The format lasted until 3 p.m. on December 26, 2007, when 101.9 flipped to Adult Hits as "101.9 The Big O", and adopted its current call sign two days later. The original KOOO had been an AM radio station in Omaha.

=== Classic rock (2014–2020) ===
On August 11, 2014, 101.9's website was replaced by a picture of a genie's lamp, with the words, "WHAT'S YOUR WISH?". At the same time, KOOO removed all imaging on the former "Big O." The new format, according to website registration, was to be country as 101.9 The Hog. These rumors were confirmed, as 101.9 began running liners the following day saying that the following day at 4 PM, "your wish will come true". 1019thehog.com also ran a countdown clock to the same time, saying the similar "Your Wish Comes True [*] days [*] hours [*] minutes [*] seconds August 13, 2014". However, in a similar way as WLTQ in Milwaukee did so in 2004, KOOO instead flipped to 80s-based Classic rock as 101.9 The Keg at the promised time. The last song on "The Big O" was "Goodbye" by Night Ranger, while the first song on "The Keg" was "Kickstart My Heart" by Mötley Crüe. The station would evolve towards a more broad-based rock hits direction (similar to its previous adult hits format) with the addition of 1980s' pop, and 1990s' and early-2000s' rock tracks.
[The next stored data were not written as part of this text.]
//! Core types for playback management

use crate::error::{PlaybackError, Result};
use serde::{Deserialize, Serialize};
use std::time::Duration;

/// Song record as supplied by the catalog
///
/// The engine never mutates a song. Identity is the `id` field: two songs
/// with the same id are the same song as far as every list is concerned.
#[derive(Debug, Clone, PartialEq, Serialize, Deserialize)]
pub struct Song {
    /// Unique song identifier from the catalog
    pub id: String,

    /// Song title
    pub title: String,

    /// Artist name
    pub artist: String,

    /// Album name (optional)
    #[serde(default)]
    pub album: Option<String>,

    /// Song duration as recorded in the catalog
    #[serde(with = "duration_secs")]
    pub duration: Duration,

    /// Album art reference (optional)
    #[serde(default)]
    pub art_url: Option<String>,

    /// Playable audio reference handed to the output adapter
    pub audio_url: String,

    /// Genre (optional)
    #[serde(default)]
    pub genre: Option<String>,
}

impl Song {
    /// Create a song with the required fields, leaving the optional ones empty
    pub fn new(
        id: impl Into<String>,
        title: impl Into<String>,
        artist: impl Into<String>,
        duration: Duration,
        audio_url: impl Into<String>,
    ) -> Self {
        Self {
            id: id.into(),
            title: title.into(),
            artist: artist.into(),
            album: None,
            duration,
            art_url: None,
            audio_url: audio_url.into(),
            genre: None,
        }
    }
}

/// Which list currently has the engine's attention
#[derive(Debug, Clone, Copy, PartialEq, Eq, Serialize, Deserialize)]
#[serde(rename_all = "lowercase")]
pub enum PlaybackSource {
    /// User-requested "play next" songs
    Queue,

    /// The last bulk list chosen for playback (playlist, album, library view)
    Playlist,
}

/// Repeat mode
#[derive(Debug, Clone, Copy, PartialEq, Eq, Default, Serialize, Deserialize)]
#[serde(rename_all = "lowercase")]
pub enum RepeatMode {
    /// Stop when the playlist ends
    #[default]
    None,

    /// Loop the current song only
    One,

    /// Wrap around to the start of the playlist
    All,
}

impl RepeatMode {
    /// Next mode in the none -> one -> all cycle used by the repeat button
    pub fn cycle(self) -> Self {
        match self {
            RepeatMode::None => RepeatMode::One,
            RepeatMode::One => RepeatMode::All,
            RepeatMode::All => RepeatMode::None,
        }
    }

    pub fn as_str(self) -> &'static str {
        match self {
            RepeatMode::None => "none",
            RepeatMode::One => "one",
            RepeatMode::All => "all",
        }
    }
}

impl std::str::FromStr for RepeatMode {
    type Err = PlaybackError;

    fn from_str(s: &str) -> Result<Self> {
        match s {
            "none" | "off" => Ok(RepeatMode::None),
            "one" => Ok(RepeatMode::One),
            "all" => Ok(RepeatMode::All),
            other => Err(PlaybackError::InvalidArgument(format!(
                "invalid repeat mode '{}', use 'none', 'one' or 'all'",
                other
            ))),
        }
    }
}

/// Configuration for playback manager
#[derive(Debug, Clone, PartialEq, Serialize, Deserialize)]
#[serde(default)]
pub struct PlaybackConfig {
    /// Initial volume (0.0-1.0, default: 1.0)
    pub volume: f32,

    /// Initial repeat mode (default: None)
    pub repeat: RepeatMode,

    /// How far into a song "previous" restarts it instead of navigating
    /// (default: 3 seconds)
    #[serde(with = "duration_secs")]
    pub restart_threshold: Duration,

    /// Advance to the next song when the output fails to load one
    /// (default: true)
    pub advance_on_load_error: bool,
}

impl Default for PlaybackConfig {
    fn default() -> Self {
        Self {
            volume: 1.0,
            repeat: RepeatMode::None,
            restart_threshold: Duration::from_secs(3),
            advance_on_load_error: true,
        }
    }
}

impl PlaybackConfig {
    /// Validate configuration values
    pub fn validate(&self) -> Result<()> {
        if !self.volume.is_finite() || !(0.0..=1.0).contains(&self.volume) {
            return Err(PlaybackError::InvalidConfig(format!(
                "volume must be within 0.0..=1.0, got {}",
                self.volume
            )));
        }
        Ok(())
    }
}

/// Read-only view of the engine between two transitions
#[derive(Debug, Clone, PartialEq, Serialize, Deserialize)]
pub struct PlayerSnapshot {
    pub current_song: Option<Song>,
    pub is_playing: bool,
    #[serde(with = "duration_secs")]
    pub current_time: Duration,
    #[serde(with = "duration_secs")]
    pub duration: Duration,
    pub volume: f32,
    pub is_muted: bool,
    pub queue: Vec<Song>,
    pub original_playlist: Vec<Song>,
    pub source: Option<PlaybackSource>,
    pub current_index: Option<usize>,
    pub shuffle: bool,
    pub repeat: RepeatMode,
}

/// Serde helper storing a `Duration` as fractional seconds
pub(crate) mod duration_secs {
    use serde::{Deserialize, Deserializer, Serializer};
    use std::time::Duration;

    pub fn serialize<S: Serializer>(value: &Duration, serializer: S) -> Result<S::Ok, S::Error> {
        serializer.serialize_f64(value.as_secs_f64())
    }

    pub fn deserialize<'de, D: Deserializer<'de>>(deserializer: D) -> Result<Duration, D::Error> {
        let secs = f64::deserialize(deserializer)?;
        Duration::try_from_secs_f64(secs).map_err(|_| {
            serde::de::Error::custom(format!(
                "duration must be a non-negative number of seconds, got {}",
                secs
            ))
        })
    }
}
=== Adult hits/Classic alternative (2020–2026) ===

Logo as The Keg

On January 13, 2020, KOOO shifted their format back to a straight forward variety hits direction, while retaining the "Keg" moniker.

In January 2026, KOOO shifted to a classic alternative rock format, while retaining the "Keg" moniker.

===Sale to Nebraska Public Media (2026-)===
On February 2, 2026, as part of NRG Media selling their Omaha stations to Usher Media Group, Nebraska Public Media announced that it acquired KOOO from NRG for $1.2 million. Upon the completion of the sale on May 13, 2026, KOOO flipped to a hybrid news/talk and adult album alternative format. The last song played on the "Keg" was "It's the End of the World as We Know It (And I Feel Fine)" by R.E.M.